Le glacier géant de Cap Kayak n’existe plus. A sa place s’étale un rivage grisâtre, désolé, dépourvu de toute végétation et dégageant des vapeurs alcalines. Même les phoques s’en tiennent à distance.

Le Lisa Jane, de Ronald Andersen, a retrouvé, dérivant à six mille de là, une bouée marquée Who Cares.

Teuf, teuf, teuf, teuf, teuf, teuf, teuf ….

Deux marins, cramponnés à une bouée de sauvetage, dérivent dans le golfe du Koweit.

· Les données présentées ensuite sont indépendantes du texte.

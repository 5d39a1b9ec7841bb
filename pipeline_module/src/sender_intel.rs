use std::fs;
use std::path::PathBuf;
use std::time::Duration;

use chrono::{DateTime, SecondsFormat, Utc};
use rusqlite::{params, Connection, OptionalExtension};
use uuid::Uuid;

use extraction_module::drafts::Priority;

#[derive(Debug, thiserror::Error)]
pub enum SenderIntelError {
    #[error("sqlite error: {0}")]
    Sqlite(#[from] rusqlite::Error),
    #[error("io error: {0}")]
    Io(#[from] std::io::Error),
    #[error("datetime parse error: {0}")]
    DateTimeParse(#[from] chrono::ParseError),
}

/// Historical signal for one sender within one organization, read by the
/// deadline analyzer to bias priority.
#[derive(Debug, Clone)]
pub struct SenderProfile {
    pub organization_id: Uuid,
    pub sender_address: String,
    pub importance_score: f64,
    pub tasks_created: i64,
    pub tasks_completed: i64,
    pub avg_completion_secs: Option<f64>,
    pub last_seen_at: DateTime<Utc>,
}

/// One observation about a sender. Call sites treat recording as
/// fire-and-forget: a failed update is logged and never fails the pipeline.
#[derive(Debug, Clone, Default)]
pub struct SenderEvent {
    pub task_created: bool,
    pub priority: Option<Priority>,
    pub completed: bool,
    pub completion_secs: Option<f64>,
}

impl SenderEvent {
    pub fn task_created(priority: Priority) -> Self {
        Self {
            task_created: true,
            priority: Some(priority),
            ..Default::default()
        }
    }

    pub fn seen() -> Self {
        Self::default()
    }

    pub fn completed(completion_secs: f64) -> Self {
        Self {
            completed: true,
            completion_secs: Some(completion_secs),
            ..Default::default()
        }
    }
}

const INTEL_SCHEMA: &str = r#"
CREATE TABLE IF NOT EXISTS sender_intelligence (
    organization_id TEXT NOT NULL,
    sender_address TEXT NOT NULL,
    importance_score REAL NOT NULL DEFAULT 0.5,
    tasks_created INTEGER NOT NULL DEFAULT 0,
    tasks_completed INTEGER NOT NULL DEFAULT 0,
    avg_completion_secs REAL,
    last_seen_at TEXT NOT NULL,
    PRIMARY KEY (organization_id, sender_address)
);
"#;

const NEUTRAL_SCORE: f64 = 0.5;
const SCORE_DECAY: f64 = 0.8;
const COMPLETION_BOOST: f64 = 0.05;

#[derive(Debug)]
pub struct SenderIntelligenceStore {
    path: PathBuf,
}

impl SenderIntelligenceStore {
    pub fn new(path: impl Into<PathBuf>) -> Result<Self, SenderIntelError> {
        let store = Self { path: path.into() };
        let _ = store.open()?;
        Ok(store)
    }

    pub fn profile(
        &self,
        organization_id: Uuid,
        sender_address: &str,
    ) -> Result<Option<SenderProfile>, SenderIntelError> {
        let sender = sender_address.trim().to_ascii_lowercase();
        let conn = self.open()?;
        let row = conn
            .query_row(
                "SELECT importance_score, tasks_created, tasks_completed, avg_completion_secs, last_seen_at
                 FROM sender_intelligence
                 WHERE organization_id = ?1 AND sender_address = ?2",
                params![organization_id.to_string(), sender],
                |row| {
                    Ok((
                        row.get::<_, f64>(0)?,
                        row.get::<_, i64>(1)?,
                        row.get::<_, i64>(2)?,
                        row.get::<_, Option<f64>>(3)?,
                        row.get::<_, String>(4)?,
                    ))
                },
            )
            .optional()?;
        let Some((score, created, completed, avg, last_seen)) = row else {
            return Ok(None);
        };
        Ok(Some(SenderProfile {
            organization_id,
            sender_address: sender,
            importance_score: score,
            tasks_created: created,
            tasks_completed: completed,
            avg_completion_secs: avg,
            last_seen_at: DateTime::parse_from_rfc3339(&last_seen)?.with_timezone(&Utc),
        }))
    }

    /// Fold one observation into the sender's profile. The importance score
    /// moves as an exponential average of created-task priority weights and
    /// gets a small boost for completions, clamped to [0, 1].
    pub fn record(
        &self,
        organization_id: Uuid,
        sender_address: &str,
        event: &SenderEvent,
    ) -> Result<(), SenderIntelError> {
        let sender = sender_address.trim().to_ascii_lowercase();
        let conn = self.open()?;
        let now = Utc::now().to_rfc3339_opts(SecondsFormat::Micros, true);

        conn.execute(
            "INSERT INTO sender_intelligence
                (organization_id, sender_address, importance_score, tasks_created, tasks_completed, avg_completion_secs, last_seen_at)
             VALUES (?1, ?2, ?3, 0, 0, NULL, ?4)
             ON CONFLICT(organization_id, sender_address) DO NOTHING",
            params![organization_id.to_string(), sender, NEUTRAL_SCORE, now],
        )?;

        let priority_weight = event.priority.map(priority_weight);
        conn.execute(
            "UPDATE sender_intelligence
             SET importance_score = min(1.0, max(0.0,
                     CASE
                         WHEN ?3 = 1 AND ?4 IS NOT NULL
                             THEN importance_score * ?5 + (1.0 - ?5) * ?4
                         WHEN ?6 = 1 THEN importance_score + ?7
                         ELSE importance_score
                     END)),
                 tasks_created = tasks_created + CASE WHEN ?3 = 1 THEN 1 ELSE 0 END,
                 avg_completion_secs = CASE
                     WHEN ?8 IS NULL THEN avg_completion_secs
                     WHEN avg_completion_secs IS NULL THEN ?8
                     ELSE (avg_completion_secs * tasks_completed + ?8) / (tasks_completed + 1)
                 END,
                 tasks_completed = tasks_completed + CASE WHEN ?6 = 1 THEN 1 ELSE 0 END,
                 last_seen_at = ?9
             WHERE organization_id = ?1 AND sender_address = ?2",
            params![
                organization_id.to_string(),
                sender,
                event.task_created as i64,
                priority_weight,
                SCORE_DECAY,
                event.completed as i64,
                COMPLETION_BOOST,
                event.completion_secs,
                now,
            ],
        )?;
        Ok(())
    }

    fn open(&self) -> Result<Connection, SenderIntelError> {
        if let Some(parent) = self.path.parent() {
            fs::create_dir_all(parent)?;
        }
        let conn = Connection::open(&self.path)?;
        conn.busy_timeout(Duration::from_secs(5))?;
        conn.execute_batch(INTEL_SCHEMA)?;
        Ok(conn)
    }
}

fn priority_weight(priority: Priority) -> f64 {
    match priority {
        Priority::Low => 0.2,
        Priority::Medium => 0.5,
        Priority::High => 0.9,
    }
}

Takeuchi vient d’avoir confirmation lors d’un examen passé au centre médical de Dutch Harbour : c’est une fille … La naissance est pour la première semaine de septembre.

A la sortie ouest d’Anvil Pass, se dresse au sommet d’un volcan un ancien mât totémique des indiens Aléoutes. Haut de 27 mètres, tourné vers l’Asie, il représente une divinité grimaçante tenant un harpon entre ses dents et serrant contre son bas ventre, comme s’il venait d’en accoucher, une sorte de volatile qui fait penser au kiwi de Nouvelle Zélande, mais avec une tête de fou de Bassan. La face aplatie mordant le harpon est bleu vif. Ses yeux, enchâssés dans un dessin géométrique  jaune éclatant et noir, évoquent un tableau cubiste. Le volatile est brun et vert avec des pattes rouges. Au printemps, quand des morceaux éclatés de banquise viennent dériver jusqu’aux Aléoutiennes et risqueraient de boucher l’étroit goulet d’Anvil, la légende veut que, au milieu de la nuit, le totem les fasse exploser et fondre en devenant le « porte-voix du volcan », poussant d’effroyables rugissements qui montent des entrailles du monde et symbolisaient, dans les anciennes croyances, l’éternel combat entre la terre et les eaux.